A lawyer should be able to firmly and courteously demand for the release of his client. He studied law and has the privilege of knowing the rules and should be allowed when it is necessary to even quote relevant statutory positions. But presently, if you want the police to deal with you ruthlessly, attend a police station and attempt to quote relevant provisions of the law. In fact, you are expected to pretend as if you are not aware that your client’s right is being infringed upon. You are supposed to act like a lay person, put all your legalese inside your pocket and go cap in hand to the police station. When you get there, beg, plead, kneel down if possible to be able to have the police cooperate with you and ensure that you come back to the office with your shirt still white. Any thing outside that would be tragic. Yet, lawyers continue to see this as normal.
The danger of all of us keeping quiet is that these, makes a mockery of the noble profession. Clients now imagine how lawyers are treated like suspects by security agents and would rather pay their way out than seek the service of a lawyer.

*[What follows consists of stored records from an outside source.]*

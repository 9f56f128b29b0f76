use super::{directives::FederationDirectiveName, DirectiveMatcher};
use async_graphql_parser::types as ast;
use std::collections::HashMap;

bitflags::bitflags! {
    /// The type system directive locations a directive may be applied at.
    #[derive(Clone, Copy, Debug, Default, PartialEq, Eq)]
    pub(crate) struct DirectiveLocations: u16 {
        const SCHEMA = 1;
        const SCALAR = 1 << 1;
        const OBJECT = 1 << 2;
        const FIELD_DEFINITION = 1 << 3;
        const ARGUMENT_DEFINITION = 1 << 4;
        const INTERFACE = 1 << 5;
        const UNION = 1 << 6;
        const ENUM = 1 << 7;
        const ENUM_VALUE = 1 << 8;
        const INPUT_OBJECT = 1 << 9;
        const INPUT_FIELD_DEFINITION = 1 << 10;
        /// Executable locations, which we do not validate against in a type
        /// system document.
        const EXECUTABLE = 1 << 11;
    }
}

impl DirectiveLocations {
    pub(crate) fn position_name(self) -> &'static str {
        match self {
            DirectiveLocations::SCHEMA => "schema",
            DirectiveLocations::SCALAR => "scalar",
            DirectiveLocations::OBJECT => "object",
            DirectiveLocations::FIELD_DEFINITION => "field definition",
            DirectiveLocations::ARGUMENT_DEFINITION => "argument definition",
            DirectiveLocations::INTERFACE => "interface",
            DirectiveLocations::UNION => "union",
            DirectiveLocations::ENUM => "enum",
            DirectiveLocations::ENUM_VALUE => "enum value",
            DirectiveLocations::INPUT_OBJECT => "input object",
            DirectiveLocations::INPUT_FIELD_DEFINITION => "input field definition",
            _ => "unknown",
        }
    }
}

fn convert_location(location: ast::DirectiveLocation) -> DirectiveLocations {
    match location {
        ast::DirectiveLocation::Schema => DirectiveLocations::SCHEMA,
        ast::DirectiveLocation::Scalar => DirectiveLocations::SCALAR,
        ast::DirectiveLocation::Object => DirectiveLocations::OBJECT,
        ast::DirectiveLocation::FieldDefinition => DirectiveLocations::FIELD_DEFINITION,
        ast::DirectiveLocation::ArgumentDefinition => DirectiveLocations::ARGUMENT_DEFINITION,
        ast::DirectiveLocation::Interface => DirectiveLocations::INTERFACE,
        ast::DirectiveLocation::Union => DirectiveLocations::UNION,
        ast::DirectiveLocation::Enum => DirectiveLocations::ENUM,
        ast::DirectiveLocation::EnumValue => DirectiveLocations::ENUM_VALUE,
        ast::DirectiveLocation::InputObject => DirectiveLocations::INPUT_OBJECT,
        ast::DirectiveLocation::InputFieldDefinition => DirectiveLocations::INPUT_FIELD_DEFINITION,
        _ => DirectiveLocations::EXECUTABLE,
    }
}

/// A directive definition as relevant to use-site validation.
pub(crate) struct DirectiveDefinitionRecord {
    pub(crate) locations: DirectiveLocations,
    pub(crate) repeatable: bool,
    /// (argument name, is required)
    pub(crate) arguments: Vec<(String, bool)>,
}

/// All directive definitions in scope in one subgraph: the GraphQL built-ins,
/// the federation set under the names resolved by the [DirectiveMatcher], and
/// any directive definitions in the document itself.
pub(crate) struct DirectiveDefinitions {
    definitions: HashMap<String, DirectiveDefinitionRecord>,
}

impl DirectiveDefinitions {
    pub(crate) fn new(matcher: &DirectiveMatcher<'_>, document: &ast::ServiceDocument) -> Self {
        let mut definitions = HashMap::new();

        for (resolved_name, directive) in matcher.iter_federation_directive_names() {
            definitions.insert(resolved_name.to_owned(), federation_directive_definition(directive));
        }

        definitions.insert(
            "deprecated".to_owned(),
            DirectiveDefinitionRecord {
                locations: DirectiveLocations::FIELD_DEFINITION
                    | DirectiveLocations::ARGUMENT_DEFINITION
                    | DirectiveLocations::ENUM_VALUE
                    | DirectiveLocations::INPUT_FIELD_DEFINITION,
                repeatable: false,
                arguments: vec![("reason".to_owned(), false)],
            },
        );

        definitions.insert(
            "specifiedBy".to_owned(),
            DirectiveDefinitionRecord {
                locations: DirectiveLocations::SCALAR,
                repeatable: false,
                arguments: vec![("url".to_owned(), true)],
            },
        );

        definitions.insert(
            "link".to_owned(),
            DirectiveDefinitionRecord {
                locations: DirectiveLocations::SCHEMA,
                repeatable: true,
                arguments: vec![
                    ("url".to_owned(), true),
                    ("as".to_owned(), false),
                    ("for".to_owned(), false),
                    ("import".to_owned(), false),
                ],
            },
        );

        definitions.insert(
            "openfed__subscriptionFilter".to_owned(),
            DirectiveDefinitionRecord {
                locations: DirectiveLocations::FIELD_DEFINITION,
                repeatable: false,
                arguments: vec![("condition".to_owned(), true)],
            },
        );

        // Directives defined in the document itself. These take precedence
        // over our defaults, so a subgraph may redefine e.g. @tag.
        for definition in &document.definitions {
            let ast::TypeSystemDefinition::Directive(directive_definition) = definition else {
                continue;
            };
            let directive_definition = &directive_definition.node;

            let locations = directive_definition
                .locations
                .iter()
                .map(|location| convert_location(location.node))
                .collect();

            let arguments = directive_definition
                .arguments
                .iter()
                .map(|argument| {
                    let argument = &argument.node;
                    let required = !argument.ty.node.nullable && argument.default_value.is_none();
                    (argument.name.node.to_string(), required)
                })
                .collect();

            definitions.insert(
                directive_definition.name.node.to_string(),
                DirectiveDefinitionRecord {
                    locations,
                    repeatable: directive_definition.is_repeatable,
                    arguments,
                },
            );
        }

        DirectiveDefinitions { definitions }
    }

    pub(crate) fn get(&self, directive_name: &str) -> Option<&DirectiveDefinitionRecord> {
        self.definitions.get(directive_name)
    }
}

fn federation_directive_definition(directive: FederationDirectiveName) -> DirectiveDefinitionRecord {
    use FederationDirectiveName as N;

    let composite = DirectiveLocations::OBJECT | DirectiveLocations::INTERFACE;
    let everywhere = DirectiveLocations::all() & !DirectiveLocations::EXECUTABLE & !DirectiveLocations::SCHEMA;

    let (locations, repeatable, arguments) = match directive {
        N::Authenticated => (
            composite | DirectiveLocations::FIELD_DEFINITION | DirectiveLocations::SCALAR | DirectiveLocations::ENUM,
            false,
            vec![],
        ),
        N::ComposeDirective => (DirectiveLocations::SCHEMA, true, vec![("name", true)]),
        N::Extends => (composite, false, vec![]),
        N::External => (DirectiveLocations::OBJECT | DirectiveLocations::FIELD_DEFINITION, false, vec![]),
        N::Inaccessible => (everywhere, false, vec![]),
        N::InterfaceObject => (DirectiveLocations::OBJECT, false, vec![]),
        N::Key => (composite, true, vec![("fields", true), ("resolvable", false)]),
        N::Override => (
            DirectiveLocations::FIELD_DEFINITION,
            false,
            vec![("from", true), ("label", false)],
        ),
        N::Provides => (DirectiveLocations::FIELD_DEFINITION, false, vec![("fields", true)]),
        N::Requires => (DirectiveLocations::FIELD_DEFINITION, false, vec![("fields", true)]),
        N::RequiresScopes => (
            composite | DirectiveLocations::FIELD_DEFINITION | DirectiveLocations::SCALAR | DirectiveLocations::ENUM,
            false,
            vec![("scopes", true)],
        ),
        N::Shareable => (DirectiveLocations::OBJECT | DirectiveLocations::FIELD_DEFINITION, true, vec![]),
        N::Tag => (everywhere | DirectiveLocations::SCHEMA, true, vec![("name", true)]),
    };

    DirectiveDefinitionRecord {
        locations,
        repeatable,
        arguments: arguments
            .into_iter()
            .map(|(name, required)| (name.to_owned(), required))
            .collect(),
    }
}
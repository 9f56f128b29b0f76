use super::*;
use crate::subgraphs::EnumValueRecord;

pub(super) fn ingest_enum(ctx: &mut Context<'_>, definition_id: DefinitionId, enum_type: &ast::EnumType) {
    for value_definition in &enum_type.values {
        let value_definition = &value_definition.node;
        let value = ctx.subgraphs.strings.intern(value_definition.value.node.as_str());

        let description = value_definition
            .description
            .as_ref()
            .map(|description| ctx.subgraphs.strings.intern(description.node.as_str()));

        let directives = ctx.subgraphs.new_directive_site();

        ingest_directives(
            ctx,
            directives,
            &value_definition.directives,
            DirectiveLocations::ENUM_VALUE,
            |ctx| {
                format!(
                    "{}.{}",
                    ctx.subgraphs.walk(definition_id).name().as_str(),
                    ctx.subgraphs.strings.resolve(value),
                )
            },
        );

        if ctx
            .subgraphs
            .push_enum_value(definition_id, value, EnumValueRecord { directives, description })
            .is_none()
        {
            let enum_name = ctx.subgraphs.walk(definition_id).name().as_str().to_owned();
            let value = ctx.subgraphs.strings.resolve(value).to_owned();
            ctx.subgraphs.push_ingestion_diagnostic(
                ctx.subgraph_id,
                format!("Duplicate enum value `{value}` on the enum `{enum_name}`."),
            );
        }
    }
}
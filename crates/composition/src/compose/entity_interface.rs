use super::*;

/// An entity interface is an interface with a `@key`. Subgraphs that cannot
/// define the interface itself contribute to it through an object type
/// annotated with `@interfaceObject` carrying the same key; the object stands
/// in for all concrete implementers of the interface in that subgraph, and
/// its fields are added to the composed interface and to every implementer.
pub(super) fn merge_entity_interface_definitions<'a>(
    ctx: &mut Context<'a>,
    first: DefinitionWalker<'a>,
    definitions: &[DefinitionWalker<'a>],
) {
    let interface_name = first.name();

    let interface_defs = || {
        definitions
            .iter()
            .filter(|definition| definition.kind() == DefinitionKind::Interface)
    };

    let Some(interface_def) = interface_defs().next().copied() else {
        ctx.diagnostics.push_fatal(format!(
            "The entity interface `{}` is not defined as an interface in any subgraph.",
            interface_name.as_str(),
        ));
        return;
    };

    // Every subgraph defining the interface must know the same set of
    // implementers, otherwise a key jump into that subgraph can produce
    // concrete types the other subgraphs cannot represent.
    let all_implementers: BTreeSet<StringId> = interface_defs()
        .flat_map(|interface| {
            interface
                .subgraph()
                .interface_implementers(interface_name.id)
                .map(|definition| definition.name().id)
        })
        .collect();

    for interface in interface_defs() {
        let implementers: BTreeSet<StringId> = interface
            .subgraph()
            .interface_implementers(interface_name.id)
            .map(|definition| definition.name().id)
            .collect();

        if implementers != all_implementers {
            let subgraph_name = interface.subgraph().name().as_str();
            let missing = all_implementers
                .difference(&implementers)
                .map(|id| ctx.subgraphs.walk(*id).as_str())
                .join(", ");
            ctx.diagnostics.push_fatal(format!(
                r#"[{subgraph_name}]: The interface `{}` is an entity interface, but the subgraph is missing some of its supergraph implementation types. It should define: {missing}."#,
                interface_name.as_str(),
            ));
        }

        if interface.directives().interface_object() {
            ctx.diagnostics.push_fatal(format!(
                "[{}] The @interfaceObject directive is not valid on interfaces (on `{}`).",
                interface.subgraph().name().as_str(),
                interface_name.as_str(),
            ));
        }
    }

    let Some(expected_key) = interface_def.entity_keys().next() else {
        ctx.diagnostics.push_fatal(format!(
            "The entity interface `{}` is missing a key in the `{}` subgraph.",
            interface_name.as_str(),
            interface_def.subgraph().name().as_str(),
        ));
        return;
    };

    let mut definition_ir = ir::DefinitionIr::new(interface_name.id, DefinitionKind::Interface);
    definition_ir.description = definitions.iter().find_map(|def| def.description()).map(|d| d.id);
    definition_ir.directives = collect_composed_directives(definitions.iter().map(|def| def.directives()));
    definition_ir.subgraphs = definitions.iter().map(|def| def.subgraph_id()).collect();

    for definition in interface_defs() {
        definition_ir.implements.extend(definition.implemented_interfaces());

        for key in definition.entity_keys() {
            definition_ir.keys.push(ir::KeyIr {
                subgraph_id: definition.subgraph_id(),
                key_id: key.id,
                is_interface_object: false,
                resolvable: key.is_resolvable(),
            });
        }
    }

    // The object type definitions are the interface object counterparts of
    // the entity interface. This is the one sanctioned case of a definition
    // changing kind: the object is promoted into the interface.
    for definition in definitions.iter().filter(|definition| definition.kind() == DefinitionKind::Object) {
        if !definition.directives().interface_object() {
            ctx.diagnostics.push_fatal(format!(
                "`{}` is an entity interface but the object type `{}` is missing the @interfaceObject directive in the `{}` subgraph.",
                interface_name.as_str(),
                definition.name().as_str(),
                definition.subgraph().name().as_str(),
            ));
        }

        match definition.entity_keys().next() {
            None => {
                ctx.diagnostics.push_fatal(format!(
                    "The object type `{}` is annotated with @interfaceObject but missing a key in the `{}` subgraph.",
                    definition.name().as_str(),
                    definition.subgraph().name().as_str(),
                ));
            }
            Some(key) if key.canonical() == expected_key.canonical() => (),
            Some(_) => {
                ctx.diagnostics.push_fatal(format!(
                    "[{}] The object type `{}` is annotated with @interfaceObject but has a different key than the entity interface `{}`.",
                    definition.subgraph().name().as_str(),
                    definition.name().as_str(),
                    interface_name.as_str(),
                ));
            }
        }

        for key in definition.entity_keys() {
            definition_ir.keys.push(ir::KeyIr {
                subgraph_id: definition.subgraph_id(),
                key_id: key.id,
                is_interface_object: true,
                resolvable: key.is_resolvable(),
            });
        }
    }

    // Each concrete implementer must carry the same key as the entity
    // interface, otherwise interface object contributions cannot be resolved
    // on it.
    for implementer in ctx.subgraphs.iter_implementers_for_interface(interface_name.id) {
        match implementer.entity_keys().next() {
            Some(key) if key.canonical() == expected_key.canonical() => (),
            Some(_) => ctx.diagnostics.push_fatal(format!(
                "[{}] The object type `{}` implements the entity interface `{}` but does not have the same key. The key must match exactly.",
                implementer.subgraph().name().as_str(),
                implementer.name().as_str(),
                interface_name.as_str(),
            )),
            None => ctx.diagnostics.push_fatal(format!(
                "[{}] The object type `{}` implements the entity interface `{}` but is missing its key.",
                implementer.subgraph().name().as_str(),
                implementer.name().as_str(),
                interface_name.as_str(),
            )),
        }
    }

    ctx.record_entity_interface(
        interface_name.id,
        ctx.subgraphs
            .iter_implementers_for_interface(interface_name.id)
            .map(|implementer| implementer.name().id)
            .collect(),
    );

    ctx.insert_definition(definition_ir);

    // Fields from the interface definitions and the interface object
    // definitions merge under the interface's name, so the regular field
    // group composition covers both.
    let subgraphs = ctx.subgraphs;
    subgraphs.iter_field_groups(interface_name.id, |fields| {
        let Some(first_field) = fields.first() else {
            return;
        };
        object::compose_object_fields(ctx, *first_field, fields, false);
    });
}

What is more, security agents now disobeys Court orders with impunity or pick and choose which order(s) to obey. Yet all of us in the profession keeps cool as if all is well.
Hell no! All is absolutely not well. Lawyers face so much humiliation and it is not right. It is time for stakeholders to take the plight of lawyers in the hands of policemen seriously. It is time for those who are being humiliated to speak out.
We demand that all NBA presidential aspirants tell us how they intend to tackle this problem if elected. We should not be carried away by all the noise over irrelevancies. We are not asking that you tackle the issue of minimum wages, (we know you cannot do that) we only need to be protected while we take steps to also build and grow through the ladder.
These humiliations should stop. Nigerian lawyers demand what is reasonable from our leaders. Quit playing the political games like the average Nigerian politicians. Let us engage our prospective leaders on issues that affect us.
Let us engage the aspirants on constructive issues
Please, broadcast if you support this fight.